Not all five authorized operators approach the trek the same way. Some treat it as a logistics operation. Others, the ones who have built long relationships with the Kogi and Wiwa communities, treat it as what it actually is: an introduction to a living civilization, not a dead one.
Knowing the difference before you book is the only preparation that truly matters. At Outer, every operator on the platform has been verified, not just for safety and licensing, but for the quality of experience they actually deliver. If a Lost City trek is on your itinerary, that's where to start.
The city was never lost
The Kogi have a word, Aluna, that describes the spiritual dimension underlying all physical reality, the inner world from which the visible world emerges. For the Kogi, Teyuna was never lost. It was simply in Aluna, waiting.
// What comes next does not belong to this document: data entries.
//! Built-in behavior definitions
//!
//! Curated behavior configurations embedded in the binary at compile time.
//! Enables zero-configuration usage: `limerence replay --behavior
//! possessive-attachment --transcript chat.jsonl`

use std::sync::LazyLock;

use crate::config::loader::{ConfigLoader, LoadResult, LoaderOptions};
use crate::config::schema::BehaviorCategory;
use crate::error::ConfigError;

// ============================================================================
// Types
// ============================================================================

/// A built-in behavior definition embedded in the binary.
///
/// Each entry is a self-contained YAML configuration describing one
/// behavior pattern: its phase ladder, trigger taxonomy, and per-behavior
/// safety thresholds.
pub struct BuiltinBehavior {
    /// Unique identifier (kebab-case, e.g., "possessive-attachment").
    pub name: &'static str,

    /// Short human-readable description.
    pub description: &'static str,

    /// Category for organization.
    pub category: BehaviorCategory,

    /// Tags for filtering.
    pub tags: &'static [&'static str],

    /// Raw YAML content (embedded at compile time).
    pub yaml: &'static str,
}

impl BuiltinBehavior {
    /// Loads and compiles this definition.
    ///
    /// # Errors
    ///
    /// Returns [`ConfigError`] if the embedded YAML fails to parse or
    /// validate — covered by tests, so failures indicate a packaging bug.
    pub fn load(&self) -> Result<LoadResult, ConfigError> {
        ConfigLoader::new(LoaderOptions::default()).load_str(self.yaml)
    }
}

// ============================================================================
// Registry
// ============================================================================

/// Global registry of all built-in behavior definitions.
static BUILTIN_BEHAVIORS: LazyLock<Vec<BuiltinBehavior>> = LazyLock::new(|| {
    vec![
        // ── Attachment (order 1) ────────────────────────────────
        BuiltinBehavior {
            name: "possessive-attachment",
            description: "Eight-phase possessive fixation, from warm interest to total fixation",
            category: BehaviorCategory::Attachment,
            tags: &["possessive", "jealousy", "escalating", "tier-1"],
            yaml: include_str!("../../behaviors/possessive-attachment.yaml"),
        },
        BuiltinBehavior {
            name: "anxious-attachment",
            description: "Reassurance-seeking anxiety triggered by silence and distance",
            category: BehaviorCategory::Attachment,
            tags: &["anxious", "reassurance", "tier-1"],
            yaml: include_str!("../../behaviors/anxious-attachment.yaml"),
        },
        // ── Mood (order 2) ──────────────────────────────────────
        BuiltinBehavior {
            name: "volatile-affect",
            description: "Rapid mood cycling between idealization and crisis",
            category: BehaviorCategory::Mood,
            tags: &["volatile", "cycling", "splitting", "tier-2"],
            yaml: include_str!("../../behaviors/volatile-affect.yaml"),
        },
        // ── Personality (order 3) ───────────────────────────────
        BuiltinBehavior {
            name: "grandiose-injury",
            description: "Wounded-pride escalation in response to criticism",
            category: BehaviorCategory::Personality,
            tags: &["grandiosity", "injury", "criticism", "tier-2"],
            yaml: include_str!("../../behaviors/grandiose-injury.yaml"),
        },
    ]
});

// ============================================================================
// Public API
// ============================================================================

/// Look up a built-in behavior by exact name.
#[must_use]
pub fn find_behavior(name: &str) -> Option<&'static BuiltinBehavior> {
    BUILTIN_BEHAVIORS.iter().find(|b| b.name == name)
}

/// List all built-in behaviors, optionally filtered by category and/or tag.
#[must_use]
pub fn list_behaviors(
    category: Option<BehaviorCategory>,
    tag: Option<&str>,
) -> Vec<&'static BuiltinBehavior> {
    BUILTIN_BEHAVIORS
        .iter()
        .filter(|b| category.is_none_or(|c| b.category == c))
        .filter(|b| tag.is_none_or(|t| b.tags.contains(&t)))
        .collect()
}

/// Suggest a similar behavior name for typo correction.
///
/// Returns the closest match if its Damerau-Levenshtein distance is ≤ 3.
#[must_use]
pub fn suggest_behavior(input: &str) -> Option<String> {
    BUILTIN_BEHAVIORS
        .iter()
        .map(|b| (b.name, strsim::damerau_levenshtein(input, b.name)))
        .filter(|(_, dist)| *dist <= 3)
        .min_by_key(|(_, dist)| *dist)
        .map(|(name, _)| name.to_string())
}

/// Returns all built-in behavior names in registry order.
#[must_use]
pub fn list_behavior_names() -> Vec<&'static str> {
    BUILTIN_BEHAVIORS.iter().map(|b| b.name).collect()
}

// ============================================================================
// Tests
// ============================================================================
//! Observability: audit events, logging, metrics
//!
//! Everything here is off the critical path. Audit recording is
//! fire-and-forget, log emission is the host's `tracing` subscriber, and
//! metrics go through the `metrics` facade into whatever recorder the host
//! installed.

pub mod audit;
pub mod events;
pub mod logging;
pub mod metrics;

pub use audit::AuditLog;
pub use events::{Event, EventEmitter};
pub use logging::{ColorChoice, LogFormat, init_logging};
pub use metrics::describe_metrics;
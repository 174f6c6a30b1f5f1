//! Configuration validation command
//!
//! Implements `validate`: loads each file through the full pipeline and
//! reports per-file issues without starting anything.

use crate::cli::args::{OutputFormat, ValidateArgs};
use crate::config::loader::{ConfigLoader, LoaderOptions};
use crate::error::{ConfigError, LimerenceError};

/// Validate configuration files.
///
/// # Errors
///
/// Returns [`ConfigError::ValidationFailed`] when any file fails, so the
/// CLI exits non-zero for scripting.
#[allow(clippy::unused_async)]
pub async fn run(args: &ValidateArgs) -> Result<(), LimerenceError> {
    let loader = ConfigLoader::new(LoaderOptions {
        strict: args.strict,
        ..LoaderOptions::default()
    });

    let mut failures = 0usize;
    let mut reports = Vec::new();

    for path in &args.files {
        match loader.load_file(path) {
            Ok(result) => {
                reports.push(serde_json::json!({
                    "file": path.display().to_string(),
                    "ok": true,
                    "behaviors": result.config.behaviors.len(),
                    "warnings": result.warnings.iter().map(|w| &w.message).collect::<Vec<_>>(),
                }));
                if args.format == OutputFormat::Human {
                    println!(
                        "ok: {} ({} behavior(s), {} warning(s))",
                        path.display(),
                        result.config.behaviors.len(),
                        result.warnings.len()
                    );
                    for warning in &result.warnings {
                        println!(
                            "  warning: {}{}",
                            warning.message,
                            warning
                                .location
                                .as_deref()
                                .map(|l| format!(" at {l}"))
                                .unwrap_or_default()
                        );
                    }
                }
            }
            Err(err) => {
                failures += 1;
                reports.push(serde_json::json!({
                    "file": path.display().to_string(),
                    "ok": false,
                    "error": err.to_string(),
                }));
                if args.format == OutputFormat::Human {
                    println!("failed: {}", path.display());
                    print_error_detail(&err);
                }
            }
        }
    }

    if args.format == OutputFormat::Json {
        println!("{}", serde_json::to_string_pretty(&reports)?);
    }

    if failures > 0 {
        return Err(ConfigError::ValidationFailed { count: failures }.into());
    }
    Ok(())
}

fn print_error_detail(err: &ConfigError) {
    match err {
        ConfigError::ValidationError { errors, .. } => {
            for issue in errors {
                println!("  {issue}");
            }
        }
        other => println!("  {other}"),
    }
}
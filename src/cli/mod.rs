//! Command-line interface
//!
//! Clap argument definitions and command handlers for the `limerence`
//! binary: library inspection, configuration validation, and transcript
//! replay.

pub mod args;
pub mod commands;
//! Behavior profile state
//!
//! The single piece of mutable state per (agent, behavior) key. Profiles
//! are created once at enablement, mutated only by the recompute step, and
//! never deleted — disabling freezes further mutation.

use std::collections::VecDeque;

use chrono::{DateTime, Utc};
use serde::{Deserialize, Serialize};

use crate::engine::TriggerEvent;

/// Key identifying one behavior finite-state machine.
///
/// Every (agent, behavior) pair is an independent machine; nothing couples
/// two behavior types of the same agent beyond the shared progression
/// counters.
#[derive(Debug, Clone, Hash, Eq, PartialEq, Serialize, Deserialize)]
pub struct ProfileKey {
    /// Agent identifier
    pub agent_id: String,
    /// Behavior type name
    pub behavior: String,
}

impl ProfileKey {
    /// Creates a new profile key.
    #[must_use]
    pub fn new(agent_id: impl Into<String>, behavior: impl Into<String>) -> Self {
        Self {
            agent_id: agent_id.into(),
            behavior: behavior.into(),
        }
    }
}

impl std::fmt::Display for ProfileKey {
    fn fmt(&self, f: &mut std::fmt::Formatter<'_>) -> std::fmt::Result {
        write!(f, "{}:{}", self.agent_id, self.behavior)
    }
}

/// One entry of the append-only phase history.
///
/// Entries are non-overlapping and time-ordered; at most one entry (the
/// latest) has no `exited_at`.
#[derive(Debug, Clone, Serialize, Deserialize)]
pub struct PhaseRecord {
    /// Phase number (1-based)
    pub phase: u8,
    /// When the phase was entered
    pub entered_at: DateTime<Utc>,
    /// When the phase was left; `None` while the phase is current
    #[serde(default, skip_serializing_if = "Option::is_none")]
    pub exited_at: Option<DateTime<Utc>>,
    /// Highest intensity observed while in this phase
    pub peak_intensity: f64,
}

/// Mutable behavior state for one (agent, behavior) key.
///
/// Temperament parameters are per-profile: they are seeded from the
/// behavior definition at enablement and may diverge per agent in a
/// persistent store.
#[derive(Debug, Clone, Serialize, Deserialize)]
pub struct BehaviorProfile {
    /// Identity of this machine
    pub key: ProfileKey,
    /// Configured intensity floor/seed
    pub base_intensity: f64,
    /// Current intensity, always clamped to [0,1]
    pub current_intensity: f64,
    /// Current phase, 1-based
    pub current_phase: u8,
    /// Temperament: governs both decay half-life and escalation gain
    pub volatility: f64,
    /// Minimum intensity for this behavior to emit a directive
    pub display_threshold: f64,
    /// Whether triggers still mutate this profile
    pub enabled: bool,
    /// Recent trigger history, bounded window
    pub triggers: VecDeque<TriggerEvent>,
    /// When the current phase was entered
    pub phase_started_at: DateTime<Utc>,
    /// When intensity was last recomputed; decay is measured from here
    pub last_calculated_at: DateTime<Utc>,
    /// Append-only phase history
    pub phase_history: Vec<PhaseRecord>,
}

/// Temperament seed for a fresh profile, taken from the behavior
/// definition at enablement.
#[derive(Debug, Clone, Copy)]
pub struct ProfileSeed {
    /// Intensity floor/seed
    pub base_intensity: f64,
    /// Temperament parameter
    pub volatility: f64,
    /// Directive emission threshold
    pub display_threshold: f64,
}

impl From<&crate::config::compiled::CompiledBehavior> for ProfileSeed {
    fn from(behavior: &crate::config::compiled::CompiledBehavior) -> Self {
        Self {
            base_intensity: behavior.base_intensity,
            volatility: behavior.volatility,
            display_threshold: behavior.display_threshold,
        }
    }
}

impl BehaviorProfile {
    /// Creates a fresh profile at phase 1 with intensity at the configured
    /// base, opening the first history record.
    #[must_use]
    pub fn new(key: ProfileKey, seed: ProfileSeed, now: DateTime<Utc>) -> Self {
        Self {
            key,
            base_intensity: seed.base_intensity,
            current_intensity: seed.base_intensity,
            current_phase: 1,
            volatility: seed.volatility,
            display_threshold: seed.display_threshold,
            enabled: true,
            triggers: VecDeque::new(),
            phase_started_at: now,
            last_calculated_at: now,
            phase_history: vec![PhaseRecord {
                phase: 1,
                entered_at: now,
                exited_at: None,
                peak_intensity: seed.base_intensity,
            }],
        }
    }

    /// The open history record, if any.
    #[must_use]
    pub fn open_record(&self) -> Option<&PhaseRecord> {
        self.phase_history.iter().rev().find(|r| r.exited_at.is_none())
    }

    /// Closes the open history record and opens a new one for `phase`.
    pub fn roll_history(&mut self, phase: u8, now: DateTime<Utc>) {
        if let Some(open) = self
            .phase_history
            .iter_mut()
            .rev()
            .find(|r| r.exited_at.is_none())
        {
            open.exited_at = Some(now);
        }
        self.phase_history.push(PhaseRecord {
            phase,
            entered_at: now,
            exited_at: None,
            peak_intensity: self.current_intensity,
        });
        self.phase_started_at = now;
    }

    /// Updates the open record's peak after an intensity change.
    pub fn track_peak(&mut self) {
        let intensity = self.current_intensity;
        if let Some(open) = self
            .phase_history
            .iter_mut()
            .rev()
            .find(|r| r.exited_at.is_none())
        {
            if intensity > open.peak_intensity {
                open.peak_intensity = intensity;
            }
        }
    }

    /// Appends a trigger to the bounded recent window.
    pub fn push_trigger(&mut self, event: TriggerEvent, window: usize) {
        self.triggers.push_back(event);
        while self.triggers.len() > window {
            self.triggers.pop_front();
        }
    }
}
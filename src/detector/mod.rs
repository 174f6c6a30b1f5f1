//! Trigger detection
//!
//! Classifies an inbound message (plus a short recent-message window) into
//! zero or more weighted trigger events, per the data-driven taxonomy each
//! behavior definition carries. Matching is keyword/pattern first with a
//! lexical-similarity fallback standing in for the semantic classifier;
//! temporal triggers match on the gap since the previous message instead of
//! on text. The detector is stateless apart from the cooldown map and may
//! run fully in parallel across agents.

pub mod semantic;

pub use semantic::{CONFIDENCE_THRESHOLD, SemanticClassifier, SemanticMatch};

use std::sync::Arc;
use std::time::Duration;

use chrono::{DateTime, Utc};
use dashmap::DashMap;
use tracing::{debug, warn};

use crate::config::compiled::{CompiledBehavior, CompiledTrigger};
use crate::engine::{InboundMessage, TriggerEvent};

/// Normalized Jaro-Winkler similarity above which an exemplar phrase is
/// considered matched.
const LEXICAL_THRESHOLD: f64 = 0.82;

/// One entry of the recent-message context window.
#[derive(Debug, Clone)]
pub struct ContextEntry {
    /// Message identifier
    pub message_id: String,
    /// When the message was sent
    pub sent_at: DateTime<Utc>,
}

/// Detects weighted trigger events in inbound messages.
///
/// A short per-(agent, trigger) cooldown suppresses duplicate counting of
/// the same trigger within a narrow window, so overlapping patterns cannot
/// double-count a single user phrase.
pub struct TriggerDetector {
    /// Last fire time per `"{agent}:{trigger}"` key
    cooldowns: DashMap<String, DateTime<Utc>>,
    /// Optional semantic classifier collaborator
    classifier: Option<Arc<dyn SemanticClassifier>>,
    /// Budget for a single classifier call
    classifier_timeout: Duration,
}

impl TriggerDetector {
    /// Creates a keyword-only detector.
    #[must_use]
    pub fn new(classifier_timeout: Duration) -> Self {
        Self {
            cooldowns: DashMap::new(),
            classifier: None,
            classifier_timeout,
        }
    }

    /// Attaches a semantic classifier used where patterns do not match.
    #[must_use]
    pub fn with_classifier(mut self, classifier: Arc<dyn SemanticClassifier>) -> Self {
        self.classifier = Some(classifier);
        self
    }

    /// Detects trigger events for a message across the agent's enabled
    /// behaviors. An empty result is success.
    pub async fn detect(
        &self,
        msg: &InboundMessage,
        context: &[ContextEntry],
        behaviors: &[Arc<CompiledBehavior>],
        now: DateTime<Utc>,
    ) -> Vec<TriggerEvent> {
        let mut events = Vec::new();

        for behavior in behaviors {
            let mut unmatched = Vec::new();

            for trigger in &behavior.triggers {
                if trigger.is_temporal() {
                    if let Some(event) = self.match_temporal(msg, context, behavior, trigger) {
                        self.emit(&mut events, &msg.agent_id, behavior, trigger, event, now);
                    }
                    continue;
                }

                if let Some(matched) = match_patterns(trigger, &msg.text) {
                    let event = self.event(msg, behavior, trigger, trigger.weight, matched);
                    self.emit(&mut events, &msg.agent_id, behavior, trigger, event, now);
                } else if !trigger.exemplars.is_empty() {
                    unmatched.push(trigger);
                }
            }

            // Pattern misses with exemplars go through the semantic path,
            // degrading to lexical similarity when no classifier answers.
            for (trigger, matched) in self.semantic_pass(msg, behavior, &unmatched).await {
                let event = self.event(msg, behavior, trigger, trigger.weight, matched);
                self.emit(&mut events, &msg.agent_id, behavior, trigger, event, now);
            }
        }

        events
    }

    /// Applies the cooldown gate, then records and collects the event.
    fn emit(
        &self,
        events: &mut Vec<TriggerEvent>,
        agent_id: &str,
        behavior: &CompiledBehavior,
        trigger: &CompiledTrigger,
        event: TriggerEvent,
        now: DateTime<Utc>,
    ) {
        if self.on_cooldown(agent_id, trigger, now) {
            debug!(
                trigger = %trigger.name,
                behavior = %behavior.name,
                "trigger suppressed by cooldown"
            );
            metrics::counter!("limerence_trigger_cooldowns_total").increment(1);
            return;
        }
        metrics::counter!(
            "limerence_triggers_total",
            "trigger" => trigger.name.clone()
        )
        .increment(1);
        events.push(event);
    }

    /// Whether this (agent, trigger) pair fired within its cooldown window.
    /// Records `now` as the latest fire time when the gate passes.
    fn on_cooldown(&self, agent_id: &str, trigger: &CompiledTrigger, now: DateTime<Utc>) -> bool {
        if trigger.cooldown.is_zero() {
            return false;
        }
        let key = format!("{agent_id}:{}", trigger.name);
        if let Some(last) = self.cooldowns.get(&key) {
            let since = (now - *last).to_std().unwrap_or(Duration::ZERO);
            if since < trigger.cooldown {
                return true;
            }
        }
        self.cooldowns.insert(key, now);
        false
    }

    /// Temporal triggers: the gap since the previous message selects the
    /// largest rung it clears.
    fn match_temporal(
        &self,
        msg: &InboundMessage,
        context: &[ContextEntry],
        behavior: &CompiledBehavior,
        trigger: &CompiledTrigger,
    ) -> Option<TriggerEvent> {
        let last = context.iter().map(|e| e.sent_at).max()?;
        let gap = (msg.sent_at - last).to_std().ok()?;

        let rung = trigger
            .elapsed
            .iter()
            .rev()
            .find(|rung| gap >= rung.after)?;

        Some(self.event(
            msg,
            behavior,
            trigger,
            rung.weight,
            format!("{} since last message", humantime::format_duration(truncate_secs(gap))),
        ))
    }

    /// Runs the classifier over pattern-miss triggers, degrading to the
    /// lexical fallback on timeout, failure, or absence.
    async fn semantic_pass<'a>(
        &self,
        msg: &InboundMessage,
        behavior: &CompiledBehavior,
        unmatched: &[&'a CompiledTrigger],
    ) -> Vec<(&'a CompiledTrigger, String)> {
        if unmatched.is_empty() {
            return Vec::new();
        }

        if let Some(classifier) = &self.classifier {
            let labels: Vec<String> = unmatched.iter().map(|t| t.name.clone()).collect();
            match tokio::time::timeout(
                self.classifier_timeout,
                classifier.classify(&msg.text, &labels),
            )
            .await
            {
                Ok(Ok(matches)) => {
                    return resolve_semantic_matches(behavior, unmatched, matches);
                }
                Ok(Err(e)) => {
                    warn!(error = %e, "semantic classifier failed; degrading to lexical matching");
                }
                Err(_) => {
                    warn!(
                        budget = ?self.classifier_timeout,
                        "semantic classifier timed out; degrading to lexical matching"
                    );
                }
            }
        }

        unmatched
            .iter()
            .filter_map(|t| match_exemplars(t, &msg.text).map(|m| (*t, m)))
            .collect()
    }

    fn event(
        &self,
        msg: &InboundMessage,
        behavior: &CompiledBehavior,
        trigger: &CompiledTrigger,
        weight: f64,
        matched_text: String,
    ) -> TriggerEvent {
        TriggerEvent {
            behavior: behavior.name.clone(),
            trigger: trigger.name.clone(),
            weight,
            matched_text,
            message_id: msg.message_id.clone(),
            detected_at: msg.sent_at,
        }
    }
}

impl std::fmt::Debug for TriggerDetector {
    fn fmt(&self, f: &mut std::fmt::Formatter<'_>) -> std::fmt::Result {
        f.debug_struct("TriggerDetector")
            .field("cooldowns", &self.cooldowns.len())
            .field("has_classifier", &self.classifier.is_some())
            .field("classifier_timeout", &self.classifier_timeout)
            .finish()
    }
}

/// First pattern match wins; one event per trigger type per message.
fn match_patterns(trigger: &CompiledTrigger, text: &str) -> Option<String> {
    trigger
        .patterns
        .iter()
        .find_map(|re| re.find(text).map(|m| m.as_str().to_string()))
}

/// Lexical fallback: best normalized Jaro-Winkler similarity against the
/// trigger's exemplar phrases.
fn match_exemplars(trigger: &CompiledTrigger, text: &str) -> Option<String> {
    let lowered = text.to_lowercase();
    trigger
        .exemplars
        .iter()
        .map(|exemplar| (exemplar, strsim::jaro_winkler(&lowered, exemplar)))
        .filter(|(_, score)| *score >= LEXICAL_THRESHOLD)
        .max_by(|(_, a), (_, b)| a.total_cmp(b))
        .map(|(exemplar, _)| exemplar.clone())
}

/// Maps classifier labels back onto trigger definitions; unrecognized
/// labels are dropped with a logged warning, never raised as a failure.
fn resolve_semantic_matches<'a>(
    behavior: &CompiledBehavior,
    unmatched: &[&'a CompiledTrigger],
    matches: Vec<SemanticMatch>,
) -> Vec<(&'a CompiledTrigger, String)> {
    let mut resolved = Vec::new();
    for m in matches {
        if m.confidence < CONFIDENCE_THRESHOLD {
            continue;
        }
        if let Some(trigger) = unmatched.iter().find(|t| t.name == m.label) {
            resolved.push((*trigger, format!("semantic match '{}'", m.label)));
        } else {
            warn!(
                label = %m.label,
                behavior = %behavior.name,
                "classifier returned unknown trigger label; dropping"
            );
        }
    }
    resolved
}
What strikes most travelers, after four days in the jungle and a thousand-step climb, is that they arrive somewhere that doesn't feel like a discovery. It feels like it was always there. Because it was.
The story of Ciudad Perdida is a story about what gets hidden when one civilization collides with another, what survives when a people retreat rather than surrender, and what becomes possible when the world is finally ready to come looking — slowly, on foot, with someone who knows the way.